Je t’attends, Victoire !
Encore cette voix rocailleuse et sinistre dans ma tête.
Et soudain, je compris…
Le Malin !
Le Seigneur des Ténèbres venait d’établir le contact avec moi. Il était parvenu à briser les remparts qui gardait mon cerveau sous mon unique contrôle et s’y était insinué. Il n’avait pas perdu de temps ! C’était inadmissible.
Viens à…
— Sortez tout de suite de ma tête ! beuglai-je à nouveau dans le vide.
Les deux autres se figèrent et me regardèrent, éberlués. Et un peu effrayés aussi ?
— À moins que…
Le dénommé Victor me sonda des pieds à la tête avec grande attention ce coup-ci. Comme s’il me voyait pour la première fois. À son air profondément étonné, suivi tout de suite après d’un air plus que réjoui, il venait visiblement d’avoir la révélation du siècle. Une évidence qui frisait le ridicule et faisait de lui enfin de compte, et vu les circonstances, l’être le plus lucide de la soirée.

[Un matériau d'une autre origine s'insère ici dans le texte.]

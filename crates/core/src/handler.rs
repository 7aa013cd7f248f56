//! Connection discovery and capability exposure for a single port.

use std::sync::{Arc, Weak};

use tracing::{debug, trace};

use crate::{
    env::PartHost,
    geometry::{BlockPos, Facing},
    io::{IoDirection, IoMode},
    resource::{PortKind, ResourceHandler, ResourceStack, SharedHandler, TransferAction},
};

/// Live grant backing a [`PortCapability`]. Owned by the handler only.
struct CapabilityGrant {
    target: SharedHandler,
    direction: IoDirection,
}

/// Revocable transfer access handed to the neighbor of a port.
///
/// Input ports admit fills and Output ports admit drains, never both. Once
/// the owning handler revokes the grant every operation reports nothing.
#[derive(Clone)]
pub struct PortCapability {
    kind: PortKind,
    grant: Weak<CapabilityGrant>,
}

impl PortCapability {
    /// Whether the grant behind this handle is still live.
    pub fn is_valid(&self) -> bool {
        self.grant.strong_count() > 0
    }

    /// Direction the port had when the grant was issued.
    pub fn direction(&self) -> Option<IoDirection> {
        self.grant.upgrade().map(|grant| grant.direction)
    }
}

impl std::fmt::Debug for PortCapability {
    fn fmt(&self, f: &mut std::fmt::Formatter<'_>) -> std::fmt::Result {
        f.debug_struct("PortCapability")
            .field("kind", &self.kind)
            .field("valid", &self.is_valid())
            .finish()
    }
}

impl ResourceHandler for PortCapability {
    fn kind(&self) -> PortKind {
        self.kind
    }

    fn contents(&self) -> Option<ResourceStack> {
        let grant = self.grant.upgrade()?;
        let contents = grant.target.read().contents();
        contents
    }

    fn capacity(&self) -> u64 {
        self.grant
            .upgrade()
            .map(|grant| grant.target.read().capacity())
            .unwrap_or(0)
    }

    fn fill(&mut self, stack: &ResourceStack, action: TransferAction) -> u64 {
        match self.grant.upgrade() {
            Some(grant) if grant.direction.is_input() => grant.target.write().fill(stack, action),
            _ => 0,
        }
    }

    fn drain(&mut self, max: u64, action: TransferAction) -> Option<ResourceStack> {
        let grant = self.grant.upgrade()?;
        if !grant.direction.is_output() {
            return None;
        }
        let drained = grant.target.write().drain(max, action);
        drained
    }
}

/// Decides whether a port is usable and gates neighbor access accordingly.
pub struct PortConnectionHandler {
    kind: PortKind,
    mode: IoMode,
    outward: Facing,
    connected: bool,
    capability: Option<Arc<CapabilityGrant>>,
}

impl PortConnectionHandler {
    /// Handler for a port of `kind` facing `outward`.
    pub fn new(kind: PortKind, mode: IoMode, outward: Facing) -> Self {
        Self {
            kind,
            mode,
            outward,
            connected: false,
            capability: None,
        }
    }

    /// Kind of resource the port carries.
    pub fn kind(&self) -> PortKind {
        self.kind
    }

    /// Mode the handler was created with.
    pub fn mode(&self) -> IoMode {
        self.mode
    }

    /// Face the port exposes to the world.
    pub fn outward(&self) -> Facing {
        self.outward
    }

    /// Whether a compatible endpoint sits across the outward face.
    pub fn is_connected(&self) -> bool {
        self.connected
    }

    /// Re-run neighbor discovery and refresh the capability if the result changed.
    pub fn check_connections<H>(&mut self, host: &H, position: BlockPos, direction: IoDirection)
    where
        H: PartHost + ?Sized,
    {
        let was_connected = self.connected;
        self.connected = self.lookup(host, position);
        if was_connected != self.connected {
            debug!(
                %position,
                connected = self.connected,
                kind = self.kind.label(),
                "port connection changed"
            );
            self.refresh(host, direction);
        }
    }

    /// Recompute the capability from the current connection state, direction
    /// and structure. The neighbor cell is not consulted.
    ///
    /// Calling this again with nothing changed keeps the same live grant.
    pub fn update<H>(&mut self, host: &H, direction: IoDirection)
    where
        H: PartHost + ?Sized,
    {
        self.refresh(host, direction);
    }

    /// Re-run neighbor discovery, then [`update`](Self::update) unconditionally.
    ///
    /// Used when the topology changed under the port: assembly, breaking,
    /// attaching, merging or detaching.
    pub fn recheck<H>(&mut self, host: &H, position: BlockPos, direction: IoDirection)
    where
        H: PartHost + ?Sized,
    {
        self.connected = self.lookup(host, position);
        self.update(host, direction);
    }

    /// Handle for `kind` on `side`, present only on the outward face of a
    /// connected port whose structure exposes a reservoir.
    pub fn capability(&self, kind: PortKind, side: Option<Facing>) -> Option<PortCapability> {
        if side != Some(self.outward) || kind != self.kind || !self.connected {
            return None;
        }
        self.capability.as_ref().map(|grant| PortCapability {
            kind: self.kind,
            grant: Arc::downgrade(grant),
        })
    }

    /// Revoke any exposed handle. Safe to call repeatedly.
    pub fn invalidate(&mut self) {
        if self.capability.take().is_some() {
            trace!(kind = self.kind.label(), "port capability invalidated");
        }
    }

    fn lookup<H>(&self, host: &H, position: BlockPos) -> bool
    where
        H: PartHost + ?Sized,
    {
        let target = position.offset(self.outward);
        if !host.is_loaded(target) {
            return false;
        }
        host.endpoint(target, self.outward.opposite())
            .map(|endpoint| endpoint.read().kind() == self.kind)
            .unwrap_or(false)
    }

    fn refresh<H>(&mut self, host: &H, direction: IoDirection)
    where
        H: PartHost + ?Sized,
    {
        let reservoir = if self.connected {
            host.controller()
                .filter(|controller| controller.is_assembled())
                .and_then(|controller| controller.reservoir())
                .filter(|reservoir| reservoir.read().kind() == self.kind)
        } else {
            None
        };

        let Some(reservoir) = reservoir else {
            self.invalidate();
            return;
        };
        let unchanged = self.capability.as_ref().is_some_and(|grant| {
            grant.direction == direction && Arc::ptr_eq(&grant.target, &reservoir)
        });
        if unchanged {
            return;
        }

        trace!(direction = direction.label(), "port capability issued");
        self.capability = Some(Arc::new(CapabilityGrant {
            target: reservoir,
            direction,
        }));
    }
}

#[cfg(test)]
mod tests {
    use super::*;
    use crate::{
        resource::{shared, Reservoir},
        world::{Structure, World},
    };

    const PORT: BlockPos = BlockPos::new(0, 0, 0);

    fn assembled_world(kind: PortKind) -> World {
        let mut world = World::authoritative();
        let mut structure = Structure::new(shared(Reservoir::with_contents(
            kind,
            1_000,
            ResourceStack::new("steam", 500),
        )));
        structure.assemble();
        world.attach(structure);
        world
    }

    #[test]
    fn connects_only_to_matching_kind_on_the_opposite_face() {
        let mut world = assembled_world(PortKind::Gas);
        let mut handler = PortConnectionHandler::new(PortKind::Gas, IoMode::Passive, Facing::East);
        let neighbor = PORT.offset(Facing::East);

        world.place_endpoint(neighbor, shared(Reservoir::new(PortKind::Liquid, 100)), &Facing::ALL);
        handler.check_connections(&world, PORT, IoDirection::Input);
        assert!(!handler.is_connected());

        world.place_endpoint(neighbor, shared(Reservoir::new(PortKind::Gas, 100)), &[Facing::North]);
        handler.check_connections(&world, PORT, IoDirection::Input);
        assert!(!handler.is_connected());

        world.place_endpoint(neighbor, shared(Reservoir::new(PortKind::Gas, 100)), &[Facing::West]);
        handler.check_connections(&world, PORT, IoDirection::Input);
        assert!(handler.is_connected());
        assert!(handler.capability(PortKind::Gas, Some(Facing::East)).is_some());
    }

    #[test]
    fn unloaded_neighbor_is_not_a_connection() {
        let mut world = assembled_world(PortKind::Gas);
        let neighbor = PORT.offset(Facing::Up);
        world.place_tank(neighbor, shared(Reservoir::new(PortKind::Gas, 100)));
        world.unload(neighbor);

        let mut handler = PortConnectionHandler::new(PortKind::Gas, IoMode::Passive, Facing::Up);
        handler.check_connections(&world, PORT, IoDirection::Input);
        assert!(!handler.is_connected());
    }

    #[test]
    fn capability_queries_off_face_or_kind_are_empty() {
        let mut world = assembled_world(PortKind::Gas);
        world.place_tank(PORT.offset(Facing::East), shared(Reservoir::new(PortKind::Gas, 100)));
        let mut handler = PortConnectionHandler::new(PortKind::Gas, IoMode::Passive, Facing::East);
        handler.recheck(&world, PORT, IoDirection::Input);

        assert!(handler.capability(PortKind::Gas, Some(Facing::East)).is_some());
        assert!(handler.capability(PortKind::Gas, Some(Facing::West)).is_none());
        assert!(handler.capability(PortKind::Gas, None).is_none());
        assert!(handler.capability(PortKind::Liquid, Some(Facing::East)).is_none());
    }

    #[test]
    fn update_is_idempotent_and_direction_change_reissues() {
        let mut world = assembled_world(PortKind::Gas);
        world.place_tank(PORT.offset(Facing::East), shared(Reservoir::new(PortKind::Gas, 100)));
        let mut handler = PortConnectionHandler::new(PortKind::Gas, IoMode::Passive, Facing::East);

        handler.recheck(&world, PORT, IoDirection::Input);
        let first = handler.capability(PortKind::Gas, Some(Facing::East)).expect("capability");
        handler.update(&world, IoDirection::Input);
        handler.update(&world, IoDirection::Input);
        assert!(first.is_valid());

        handler.update(&world, IoDirection::Output);
        assert!(!first.is_valid());
        let second = handler.capability(PortKind::Gas, Some(Facing::East)).expect("capability");
        assert_eq!(second.direction(), Some(IoDirection::Output));
    }

    #[test]
    fn invalidate_revokes_until_next_update() {
        let mut world = assembled_world(PortKind::Gas);
        world.place_tank(PORT.offset(Facing::East), shared(Reservoir::new(PortKind::Gas, 100)));
        let mut handler = PortConnectionHandler::new(PortKind::Gas, IoMode::Passive, Facing::East);
        handler.recheck(&world, PORT, IoDirection::Input);
        let held = handler.capability(PortKind::Gas, Some(Facing::East)).expect("capability");

        handler.invalidate();
        handler.invalidate();
        assert!(handler.is_connected());
        assert!(handler.capability(PortKind::Gas, Some(Facing::East)).is_none());
        assert!(!held.is_valid());

        handler.check_connections(&world, PORT, IoDirection::Input);
        assert!(handler.capability(PortKind::Gas, Some(Facing::East)).is_none());

        handler.update(&world, IoDirection::Input);
        assert!(handler.capability(PortKind::Gas, Some(Facing::East)).is_some());
    }

    #[test]
    fn update_keeps_connection_state_without_a_recheck() {
        let mut world = assembled_world(PortKind::Gas);
        let mut handler = PortConnectionHandler::new(PortKind::Gas, IoMode::Passive, Facing::East);
        handler.recheck(&world, PORT, IoDirection::Input);
        assert!(!handler.is_connected());

        world.place_tank(PORT.offset(Facing::East), shared(Reservoir::new(PortKind::Gas, 100)));
        handler.update(&world, IoDirection::Output);
        assert!(!handler.is_connected());
        assert!(handler.capability(PortKind::Gas, Some(Facing::East)).is_none());

        handler.recheck(&world, PORT, IoDirection::Output);
        assert!(handler.is_connected());
        assert!(handler.capability(PortKind::Gas, Some(Facing::East)).is_some());
    }

    #[test]
    fn handle_admits_only_the_direction_it_was_issued_for() {
        let mut world = assembled_world(PortKind::Gas);
        world.place_tank(PORT.offset(Facing::East), shared(Reservoir::new(PortKind::Gas, 100)));
        let mut handler = PortConnectionHandler::new(PortKind::Gas, IoMode::Passive, Facing::East);
        let steam = ResourceStack::new("steam", 10);

        handler.recheck(&world, PORT, IoDirection::Input);
        let mut input = handler.capability(PortKind::Gas, Some(Facing::East)).expect("capability");
        assert_eq!(input.fill(&steam, TransferAction::Execute), 10);
        assert_eq!(input.drain(10, TransferAction::Execute), None);

        handler.update(&world, IoDirection::Output);
        let mut output = handler.capability(PortKind::Gas, Some(Facing::East)).expect("capability");
        assert_eq!(output.fill(&steam, TransferAction::Execute), 0);
        assert_eq!(output.drain(10, TransferAction::Execute).map(|s| s.amount), Some(10));

        assert_eq!(input.fill(&steam, TransferAction::Execute), 0);
        assert_eq!(input.contents(), None);
        assert_eq!(input.capacity(), 0);
    }
}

Manque de bol pour moi, Victor semblait loin d’être bête. Et, a priori, le pervers de service, Hector, était lui aussi moins stupide qu’il n’y paraissait. D’ailleurs, il devança son camarade.
— Par toutes les flammes de l’enfer, Victor ! Tu crois que cette fille est cette Humaine, l’Élue dont tout le monde parle ? Celle qui causera notre perte à tous selon l’Oracle ? Celle qui…
Mais Hector n’eut pas l’occasion de finir sa phrase : une flèche sortie de nulle part siffla au-dessus de ma tête en effleurant son sommet, et en me délestant de quelques cheveux au passage, et vint se nicher entre ses yeux charbonneux, lui transperçant le crâne de part en part.